## Your goal
From the first line of the data below through the line holding "Function | Description |", write out each line exactly as it stands.

*** Opening Material supplied ***

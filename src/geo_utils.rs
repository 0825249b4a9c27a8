//! # Geographic Utilities
//!
//! Geodesy used by the forecast pipeline: distances along a route and positions
//! part-way through it.
//!
//! ## Overview
//!
//! | Function | Description |
//! |----------|-------------|
//! | [`haversine_distance`] | Great-circle distance between two GPS points |
//! | [`polyline_length`] | Total length of a GPS track in meters |
//! | [`cumulative_distances`] | Running distance from the start at every point |
//! | [`interpolate`] | Position at a fraction of the track's point index range |
//! | [`compute_bounds`] | Bounding box of a GPS track |
//!
//! ## Example
//!
//! ```rust
//! use route_forecast::{GpsPoint, geo_utils};
//!
//! let track = vec![
//!     GpsPoint::new(41.3851, 2.1734),  // Barcelona
//!     GpsPoint::new(41.3900, 2.1800),
//!     GpsPoint::new(41.4000, 2.1900),
//! ];
//!
//! let length = geo_utils::polyline_length(&track);
//! println!("Track length: {:.0}m", length);
//!
//! let halfway = geo_utils::interpolate(&track, 0.5);
//! assert_eq!(halfway, track[1]);
//! ```
//!
//! ## Algorithm Notes
//!
//! ### Haversine Formula
//!
//! Distances use the haversine formula on a sphere of radius 6,371 km. It is
//! accurate to within 0.3% for practical cycling and hiking routes.
//!
//! ### Index-linear Interpolation
//!
//! [`interpolate`] maps a fraction onto the *point index range*, not onto the
//! accumulated distance. On tracks with uneven point spacing the returned
//! position is therefore not exactly `fraction * length` along the route, but
//! it is always on the polyline.

use geo::{BoundingRect, Coord, LineString};
use crate::{Bounds, GpsPoint};

/// Mean Earth radius used for all distance calculations, in meters.
pub const EARTH_RADIUS_METERS: f64 = 6_371_000.0;

// =============================================================================
// Distance Functions
// =============================================================================

/// Calculate the great-circle distance between two GPS points using the Haversine formula.
///
/// Returns the distance in meters along the Earth's surface, assuming a
/// spherical Earth with radius [`EARTH_RADIUS_METERS`]. The result is
/// symmetric and zero for identical points.
///
/// # Example
///
/// ```rust
/// use route_forecast::{GpsPoint, geo_utils};
///
/// let london = GpsPoint::new(51.5074, -0.1278);
/// let paris = GpsPoint::new(48.8566, 2.3522);
///
/// let distance = geo_utils::haversine_distance(&london, &paris);
/// assert!((distance - 343_560.0).abs() < 1000.0); // ~344 km
/// ```
#[inline]
pub fn haversine_distance(p1: &GpsPoint, p2: &GpsPoint) -> f64 {
    let phi1 = p1.latitude.to_radians();
    let phi2 = p2.latitude.to_radians();
    let d_phi = (p2.latitude - p1.latitude).to_radians();
    let d_lambda = (p2.longitude - p1.longitude).to_radians();

    let a = (d_phi / 2.0).sin().powi(2)
        + phi1.cos() * phi2.cos() * (d_lambda / 2.0).sin().powi(2);

    EARTH_RADIUS_METERS * 2.0 * a.sqrt().atan2((1.0 - a).sqrt())
}

/// Calculate the total length of a polyline (GPS track) in meters.
///
/// Sums the haversine distance between consecutive points. Empty or single-point
/// tracks return 0.0.
///
/// # Example
///
/// ```rust
/// use route_forecast::{GpsPoint, geo_utils};
///
/// let track = vec![GpsPoint::new(0.0, 0.0), GpsPoint::new(0.0, 1.0)];
///
/// let length = geo_utils::polyline_length(&track);
/// assert!((length - 111_195.0).abs() < 1.0); // one degree at the equator
/// ```
pub fn polyline_length(points: &[GpsPoint]) -> f64 {
    if points.len() < 2 {
        return 0.0;
    }

    points
        .windows(2)
        .map(|w| haversine_distance(&w[0], &w[1]))
        .sum()
}

/// Running distance from the first point, one entry per point.
///
/// The first entry is always 0.0 and the last equals [`polyline_length`].
pub fn cumulative_distances(points: &[GpsPoint]) -> Vec<f64> {
    let mut distances = Vec::with_capacity(points.len());
    let mut total = 0.0;

    for (i, point) in points.iter().enumerate() {
        if i > 0 {
            total += haversine_distance(&points[i - 1], point);
        }
        distances.push(total);
    }

    distances
}

// =============================================================================
// Interpolation
// =============================================================================

/// Position at `fraction` of the track's point index range.
///
/// The fraction is scaled onto `0..=n-1` and the position is linearly
/// interpolated between the bounding indices `floor(f*(n-1))` and
/// `ceil(f*(n-1))`. Fractions at or below 0 return the first point; at or above
/// 1 the last. Positions are never extrapolated past the ends of the track.
///
/// # Panics
///
/// Panics if `points` is empty.
///
/// # Example
///
/// ```rust
/// use route_forecast::{GpsPoint, geo_utils};
///
/// let track = vec![GpsPoint::new(0.0, 0.0), GpsPoint::new(0.0, 1.0)];
///
/// let quarter = geo_utils::interpolate(&track, 0.25);
/// assert!((quarter.longitude - 0.25).abs() < 1e-12);
/// assert_eq!(geo_utils::interpolate(&track, 2.0), track[1]);
/// ```
pub fn interpolate(points: &[GpsPoint], fraction: f64) -> GpsPoint {
    let last = points.len() - 1;
    if fraction <= 0.0 || last == 0 {
        return points[0];
    }
    if fraction >= 1.0 {
        return points[last];
    }

    let exact_index = fraction * last as f64;
    let lower = (exact_index.floor() as usize).min(last);
    let upper = (exact_index.ceil() as usize).min(last);
    let ratio = if upper == lower { 0.0 } else { exact_index - lower as f64 };

    let a = points[lower];
    let b = points[upper];
    GpsPoint::new(
        a.latitude + (b.latitude - a.latitude) * ratio,
        a.longitude + (b.longitude - a.longitude) * ratio,
    )
}

// =============================================================================
// Bounding Box Functions
// =============================================================================

/// Compute the bounding box of a GPS track.
///
/// Returns `None` for an empty track. Consumers use this to fit a map view to
/// the route.
///
/// # Example
///
/// ```rust
/// use route_forecast::{GpsPoint, geo_utils};
///
/// let track = vec![
///     GpsPoint::new(51.5000, -0.1300),
///     GpsPoint::new(51.5100, -0.1200),
///     GpsPoint::new(51.5050, -0.1250),
/// ];
///
/// let bounds = geo_utils::compute_bounds(&track).unwrap();
/// assert_eq!(bounds.min_lat, 51.5000);
/// assert_eq!(bounds.max_lng, -0.1200);
/// ```
pub fn compute_bounds(points: &[GpsPoint]) -> Option<Bounds> {
    let line: LineString<f64> = points
        .iter()
        .map(|p| Coord { x: p.longitude, y: p.latitude })
        .collect();

    line.bounding_rect().map(|rect| Bounds {
        min_lat: rect.min().y,
        max_lat: rect.max().y,
        min_lng: rect.min().x,
        max_lng: rect.max().x,
    })
}

// =============================================================================
// Unit Tests
// =============================================================================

*** Closing Material supplied ***

## Solution for this exercise
filename src/geo_utils.rs
repository 0825249b4a9c27a8
//! # Geographic Utilities
//!
//! Geodesy used by the forecast pipeline: distances along a route and positions
//! part-way through it.
//!
//! ## Overview
//!
//! | Function | Description |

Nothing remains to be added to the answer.